Sarah Goodyear is a Brooklyn-based contributing writer to CityLab. She's written about cities for a variety of publications, including Grist and Streetsblog.
When cities and states apply tons of it to roads like they did this winter, drinking water supplies can be easily contaminated.
Winter is slowly loosening its grip on the United States. In some regions, though, the repeated onslaughts of snow and ice over the past months have left behind a hefty residue in the form of salt—enough to push drinking-water supplies well over the EPA’s advisory standard for people with diets that restrict sodium intake. In some places, it’s even enough to produce a noticeably salty taste for consumers.
According to a report on NorthJersey.com, so much deicing rock salt has been applied to New Jersey’s streets and roads this winter that sodium levels in some local drinking-water supplies are now at 108 milligrams per liter, five times the level recommended for people who need to limit their sodium.
This is not unusual. It’s a regular occurrence—officials say the problem in Jersey isn’t even quite as bad as it was this time last year. And it doesn’t go away when the warm weather comes. In fact, salt levels can continue to rise well into the summer months, and the salt can persist for years in streams, reservoirs, and aquifers. Some water authorities have had to dilute their supply with cleaner water from other sources.

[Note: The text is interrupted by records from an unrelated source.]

// SPDX-License-Identifier: Apache-2.0 OR MIT
// Copyright (c) 2025-2026 naskel.com

//! Host-facing notification and log delivery.
//!
//! Three independent bounded channels: AECP notifications, ACMP
//! notifications, and log records. None of them ever blocks the caller —
//! `tick()`/`on_rx_frame()` run on whatever thread the host's network loop
//! uses, and a full queue means the host isn't draining fast enough, not
//! that the controller should stall. A full queue drops the newest entry
//! and increments the matching `missed_*` counter instead.

use std::sync::atomic::{AtomicU64, AtomicU8, Ordering};

use crossbeam::channel::{bounded, Receiver, Sender, TrySendError};

use crate::config::{ACMP_NOTIFICATION_QUEUE_CAPACITY, LOG_QUEUE_CAPACITY, NOTIFICATION_QUEUE_CAPACITY};

/// Notification handle carried by an ACMP notification that did not
/// originate from a host `send_*_cmd` call (an unsolicited
/// `CONNECT_RX_RESPONSE`/`DISCONNECT_RX_RESPONSE` triggered by another
/// controller). No host call ever hands out this value, so it can never be
/// confused with a real notification handle.
pub const UNSOLICITED_NOTIFICATION_ID: u64 = u64::MAX;

/// Host-facing log severity (IEEE 1722.1 6-level scale), distinct from
/// [`crate::logging::LogLevel`]'s 4-level crate-internal trace.
#[derive(Debug, Clone, Copy, PartialEq, Eq, PartialOrd, Ord)]
pub enum HostLogLevel {
    Error = 0,
    Warning = 1,
    Notice = 2,
    Info = 3,
    Debug = 4,
    Verbose = 5,
}

impl HostLogLevel {
    fn from_u8(value: u8) -> Self {
        match value {
            0 => Self::Error,
            1 => Self::Warning,
            2 => Self::Notice,
            3 => Self::Info,
            4 => Self::Debug,
            _ => Self::Verbose,
        }
    }
}

/// A host-facing log record.
#[derive(Debug, Clone, PartialEq, Eq)]
pub struct LogEvent {
    pub level: HostLogLevel,
    pub message: String,
    pub timestamp_ms: u64,
}

/// AECP-domain notifications delivered to the host.
#[derive(Debug, Clone, PartialEq, Eq)]
pub enum NotificationEvent {
    /// A previously-unknown entity was just discovered via ADP.
    EndStationConnected { entity_id: u64 },
    /// A new entity was discovered and its descriptor tree fully enumerated.
    EndStationReadCompleted { entity_id: u64 },
    /// An entity's validity timer lapsed with no refreshing ADP.
    EndStationDeparted { entity_id: u64 },
    /// An AECP command's single retry also timed out.
    CommandTimeout { entity_id: u64, notification_id: u64 },
    /// An AECP command completed (success or a non-timeout failure status).
    CommandCompleted {
        entity_id: u64,
        notification_id: u64,
        command_type: u16,
        status: u8,
    },
    /// An AEM response arrived with no matching inflight entry (the
    /// unsolicited bit was set, or a stray late reply after our own timeout).
    UnsolicitedResponse { entity_id: u64, command_type: u16 },
    /// Progress update for a tracked `START_OPERATION`.
    OperationStatus {
        entity_id: u64,
        notification_id: u64,
        operation_id: u16,
        percent_complete: u16,
    },
}

/// ACMP-domain notifications delivered to the host.
#[derive(Debug, Clone, PartialEq, Eq)]
pub struct AcmpNotificationEvent {
    pub message_type: crate::codec::AcmpMessageType,
    pub status: crate::codec::AcmpStatus,
    pub notification_id: u64,
    pub talker_entity_id: u64,
    pub listener_entity_id: u64,
    pub talker_unique_id: u16,
    pub listener_unique_id: u16,
}

/// Bounded-queue fan-out for one of the three notification/log streams.
struct BoundedStream<T> {
    tx: Sender<T>,
    rx: Receiver<T>,
    missed: AtomicU64,
}

impl<T> BoundedStream<T> {
    fn new(capacity: usize) -> Self {
        let (tx, rx) = bounded(capacity);
        Self {
            tx,
            rx,
            missed: AtomicU64::new(0),
        }
    }

    fn push(&self, value: T) {
        if let Err(TrySendError::Full(_) | TrySendError::Disconnected(_)) = self.tx.try_send(value) {
            self.missed.fetch_add(1, Ordering::Relaxed);
        }
    }

    fn missed(&self) -> u64 {
        self.missed.load(Ordering::Relaxed)
    }
}

/// Owns the three notification/log channels for one [`crate::facade::Controller`].
pub struct NotificationHub {
    notifications: BoundedStream<NotificationEvent>,
    acmp_notifications: BoundedStream<AcmpNotificationEvent>,
    logs: BoundedStream<LogEvent>,
    /// Records at or below this severity (lower variant value = more
    /// severe) are queued; everything noisier is dropped before it ever
    /// reaches the bounded channel, so verbosity filtering costs nothing
    /// beyond a relaxed atomic load. Defaults to `Verbose` (everything).
    min_level: AtomicU8,
}

impl Default for NotificationHub {
    fn default() -> Self {
        Self::new()
    }
}

impl NotificationHub {
    #[must_use]
    pub fn new() -> Self {
        Self {
            notifications: BoundedStream::new(NOTIFICATION_QUEUE_CAPACITY),
            acmp_notifications: BoundedStream::new(ACMP_NOTIFICATION_QUEUE_CAPACITY),
            logs: BoundedStream::new(LOG_QUEUE_CAPACITY),
            min_level: AtomicU8::new(HostLogLevel::Verbose as u8),
        }
    }

    /// Only log records at or below `level` (more severe or equally severe)
    /// are queued from here on; noisier ones are dropped without touching
    /// the bounded channel or its `missed_logs` counter.
    pub fn set_level(&self, level: HostLogLevel) {
        self.min_level.store(level as u8, Ordering::Relaxed);
    }

    pub fn notify(&self, event: NotificationEvent) {
        self.notifications.push(event);
    }

    pub fn notify_acmp(&self, event: AcmpNotificationEvent) {
        self.acmp_notifications.push(event);
    }

    pub fn log(&self, event: LogEvent) {
        let min_level = HostLogLevel::from_u8(self.min_level.load(Ordering::Relaxed));
        if event.level <= min_level {
            self.logs.push(event);
        }
    }

    /// Non-blocking drain of one pending AECP notification, if any.
    pub fn try_recv_notification(&self) -> Option<NotificationEvent> {
        self.notifications.rx.try_recv().ok()
    }

    /// Non-blocking drain of one pending ACMP notification, if any.
    pub fn try_recv_acmp_notification(&self) -> Option<AcmpNotificationEvent> {
        self.acmp_notifications.rx.try_recv().ok()
    }

    /// Non-blocking drain of one pending log record, if any.
    pub fn try_recv_log(&self) -> Option<LogEvent> {
        self.logs.rx.try_recv().ok()
    }

    /// Count of AECP notifications dropped because the queue was full.
    #[must_use]
    pub fn missed_events(&self) -> u64 {
        self.notifications.missed()
    }

    /// Count of ACMP notifications dropped because the queue was full.
    #[must_use]
    pub fn missed_acmp_events(&self) -> u64 {
        self.acmp_notifications.missed()
    }

    /// Count of log records dropped because the queue was full.
    #[must_use]
    pub fn missed_logs(&self) -> u64 {
        self.logs.missed()
    }
}
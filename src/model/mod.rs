// SPDX-License-Identifier: Apache-2.0 OR MIT
// Copyright (c) 2025-2026 naskel.com

//! Entity/descriptor data model.

pub mod descriptor;
pub mod entity;

pub use descriptor::{primary_name_offset, ConfigurationDescriptors, Descriptor, DescriptorKey};
pub use entity::{Entity, EntityStatus};
// SPDX-License-Identifier: Apache-2.0 OR MIT
// Copyright (c) 2025-2026 naskel.com

//! Host-supplied platform interface.
//!
//! The controller never opens a socket, spawns a thread, or reads a clock
//! itself. Everything that touches the outside world crosses this trait,
//! supplied once at construction. `send_frame` must not block: the facade
//! calls it from whichever context called `tick()`/`on_rx_frame()`, and a
//! blocking call there would stall the host's network loop.

use std::fmt;

/// Transport error returned by [`PlatformInterface::send_frame`].
#[derive(Debug, Clone)]
pub struct SendError(pub String);

impl fmt::Display for SendError {
    fn fmt(&self, f: &mut fmt::Formatter<'_>) -> fmt::Result {
        write!(f, "{}", self.0)
    }
}

impl std::error::Error for SendError {}

/// Everything the controller needs from its host environment.
pub trait PlatformInterface: Send {
    /// This controller's own interface MAC, packed into the low 48 bits of a
    /// `u64` (see [`crate::codec::bytes::eui48_to_u64`]). Read once at
    /// construction to derive the controller's entity-id.
    fn mac_addr(&self) -> u64;

    /// Place a fully-formed Ethernet frame on the wire. Must not block; a
    /// platform backed by a bounded ring or non-blocking socket should drop
    /// and return an error rather than wait.
    ///
    /// # Errors
    /// Any transport-level failure; the facade logs it and does not retry
    /// beyond the protocol's own single-retry semantics.
    fn send_frame(&self, frame: &[u8]) -> Result<(), SendError>;
}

Victoria Kelly of the Cary Institute, an environmental monitoring group, told NorthJersey.com about how one water supply in Rhode Island is still dealing with salt contamination a decade after switching from sodium chloride to a less problematic mixture containing calcium chloride. “Even 10 years later, they were still seeing significant amounts of sodium in the water,” she said. “It could be decades before the groundwater is flushed out.”
The problem exists in the Washington, D.C., area as well, where scientists say they are seeing buildups in salt levels over a period of years. WTOP reported this week on how scientists are concerned about the cumulative effect of years of salt application on biodiversity as well as drinking water. “We’ve seen salinization of major drinking water supplies in Baltimore and Washington, D.C., where the salinity has been increasing over time, over decades,” Sujay Kaushal, a geologist at University of Maryland, College Park, told WTOP.
Sprawl development and reliance on roads for most everyday transportation needs mean that salt has become an ever-more pervasive part of the American ecosystem, and municipal budgets. According to the American Association of State Highway and Transportation Officials, road crews use 10 to 15 million tons of salt every year in the United States. The Federal Highway Administration estimates all that road salt comes at a cost of some $2.3 billion. In areas that rely on surface water, the problem of salt contamination is especially worrisome.
Some jurisdictions are experimenting with more environmentally friendly alternatives, such as cheese brine, beet juice, and pickle brine. It’s easy to see these as humorous novelties, but as the problem worsens in heavily populated areas, such new methods may increasingly be seen as common sense.
Another measure proposed by some advocates, including Kaushal, is that we need to be thinking more carefully about where we build new roads. That, of course, would require a far more radical shift than switching from rock salt to cheese brine.